Sir Thomas Shirley, 1st Baronet (30 December 1727 – 18 February 1800) was a British colonial governor and military officer.  The son of William Shirley, a politically well-connected colonial administrator who served for many years as governor of the Province of Massachusetts Bay, Shirley entered the military, serving in the Louisbourg expedition his father organised in 1745.  During the Seven Years' War he served on Menorca and in the 1761 Capture of Belle Île.

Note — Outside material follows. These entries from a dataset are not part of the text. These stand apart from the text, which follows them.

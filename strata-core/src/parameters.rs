//! Flat string parameters used to configure a datasource.

use std::collections::BTreeMap;
use std::fmt;
use std::str::FromStr;

use thiserror::Error;

/// Keys whose values are never printed.
const REDACTED_KEYS: [&str; 1] = ["password"];

/// Errors raised while reading [`Parameters`].
#[derive(Debug, Clone, PartialEq, Eq, Error)]
pub enum ParameterError {
    /// A required parameter was absent or blank.
    #[error("missing required parameter `{name}`")]
    Missing {
        /// Parameter name.
        name: String,
    },
    /// A parameter was present but could not be interpreted.
    #[error("invalid value {value:?} for parameter `{name}`: {reason}")]
    Invalid {
        /// Parameter name.
        name: String,
        /// Raw value supplied.
        value: String,
        /// Why the value was rejected.
        reason: String,
    },
}

/// Named string parameters, as produced by a map-file loader.
///
/// Blank values are treated as absent so that an empty attribute in a
/// configuration document falls back to the default.
///
/// # Examples
///
/// ```
/// use strata_core::Parameters;
///
/// let params = Parameters::new()
///     .with("table", "roads")
///     .with("srid", "4326")
///     .with("user", "");
///
/// assert_eq!(params.get("table"), Some("roads"));
/// assert_eq!(params.get("user"), None);
/// assert_eq!(params.parse::<i32>("srid"), Ok(Some(4326)));
/// assert!(params.require("host").is_err());
/// ```
#[derive(Clone, Default, PartialEq, Eq)]
#[cfg_attr(feature = "serde", derive(serde::Serialize, serde::Deserialize))]
#[cfg_attr(feature = "serde", serde(transparent))]
pub struct Parameters {
    values: BTreeMap<String, String>,
}

impl Parameters {
    /// Create an empty parameter set.
    #[must_use]
    pub const fn new() -> Self {
        Self {
            values: BTreeMap::new(),
        }
    }

    /// Builder-style insert.
    #[must_use]
    pub fn with(mut self, name: impl Into<String>, value: impl Into<String>) -> Self {
        self.insert(name, value);
        self
    }

    /// Insert or replace a parameter.
    pub fn insert(&mut self, name: impl Into<String>, value: impl Into<String>) {
        self.values.insert(name.into(), value.into());
    }

    /// Fetch a parameter, treating blank values as absent.
    #[must_use]
    pub fn get(&self, name: &str) -> Option<&str> {
        self.values
            .get(name)
            .map(|value| value.trim())
            .filter(|value| !value.is_empty())
    }

    /// Fetch a parameter or fall back to `default`.
    #[must_use]
    pub fn get_or<'a>(&'a self, name: &str, default: &'a str) -> &'a str {
        self.get(name).unwrap_or(default)
    }

    /// Fetch a parameter that must be present.
    ///
    /// # Errors
    ///
    /// Returns [`ParameterError::Missing`] when the value is absent or blank.
    pub fn require(&self, name: &str) -> Result<&str, ParameterError> {
        self.get(name).ok_or_else(|| ParameterError::Missing {
            name: name.to_owned(),
        })
    }

    /// Parse an optional parameter with [`FromStr`].
    ///
    /// # Errors
    ///
    /// Returns [`ParameterError::Invalid`] when a value is present but does
    /// not parse.
    pub fn parse<T>(&self, name: &str) -> Result<Option<T>, ParameterError>
    where
        T: FromStr,
        T::Err: fmt::Display,
    {
        self.get(name)
            .map(|raw| {
                raw.parse::<T>().map_err(|err| ParameterError::Invalid {
                    name: name.to_owned(),
                    value: raw.to_owned(),
                    reason: err.to_string(),
                })
            })
            .transpose()
    }

    /// Parse an optional boolean flag.
    ///
    /// Accepts `true/false`, `yes/no`, `on/off` and `1/0`, case-insensitively.
    ///
    /// # Errors
    ///
    /// Returns [`ParameterError::Invalid`] for any other spelling.
    pub fn flag(&self, name: &str) -> Result<Option<bool>, ParameterError> {
        let Some(raw) = self.get(name) else {
            return Ok(None);
        };
        match raw.to_ascii_lowercase().as_str() {
            "true" | "yes" | "on" | "1" => Ok(Some(true)),
            "false" | "no" | "off" | "0" => Ok(Some(false)),
            _ => Err(ParameterError::Invalid {
                name: name.to_owned(),
                value: raw.to_owned(),
                reason: "expected a boolean".to_owned(),
            }),
        }
    }

    /// Merge `other` into `self`; values in `other` win.
    pub fn merge(&mut self, other: Self) {
        self.values.extend(other.values);
    }

    /// Iterate over raw name/value pairs in name order.
    pub fn iter(&self) -> impl Iterator<Item = (&str, &str)> {
        self.values
            .iter()
            .map(|(name, value)| (name.as_str(), value.as_str()))
    }

    /// Number of stored parameters, blank ones included.
    #[must_use]
    pub fn len(&self) -> usize {
        self.values.len()
    }

    /// Whether no parameters are stored.
    #[must_use]
    pub fn is_empty(&self) -> bool {
        self.values.is_empty()
    }
}

impl fmt::Debug for Parameters {
    fn fmt(&self, f: &mut fmt::Formatter<'_>) -> fmt::Result {
        f.debug_map()
            .entries(self.values.iter().map(|(name, value)| {
                if REDACTED_KEYS.contains(&name.as_str()) {
                    (name.as_str(), "<redacted>")
                } else {
                    (name.as_str(), value.as_str())
                }
            }))
            .finish()
    }
}

impl<K, V> FromIterator<(K, V)> for Parameters
where
    K: Into<String>,
    V: Into<String>,
{
    fn from_iter<I: IntoIterator<Item = (K, V)>>(iter: I) -> Self {
        Self {
            values: iter
                .into_iter()
                .map(|(name, value)| (name.into(), value.into()))
                .collect(),
        }
    }
}

impl<K, V> Extend<(K, V)> for Parameters
where
    K: Into<String>,
    V: Into<String>,
{
    fn extend<I: IntoIterator<Item = (K, V)>>(&mut self, iter: I) {
        self.values.extend(
            iter.into_iter()
                .map(|(name, value)| (name.into(), value.into())),
        );
    }
}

Shirley succeeded his father as Governor of the Bahamas in 1768, and was appointed Governor of Dominica in 1774, a post he held until the island was captured in 1778 by French forces during the American War of Independence.  He was thereafter (1781) named Governor of the Leeward Islands, and awarded a baronetcy in 1786 as "Shirley of Oat Hall" . He was promoted to lieutenant-general on 18 October 1793 and general on 8 January 1798. He died in Bath, England in 1800 and was buried in Bath Abbey. 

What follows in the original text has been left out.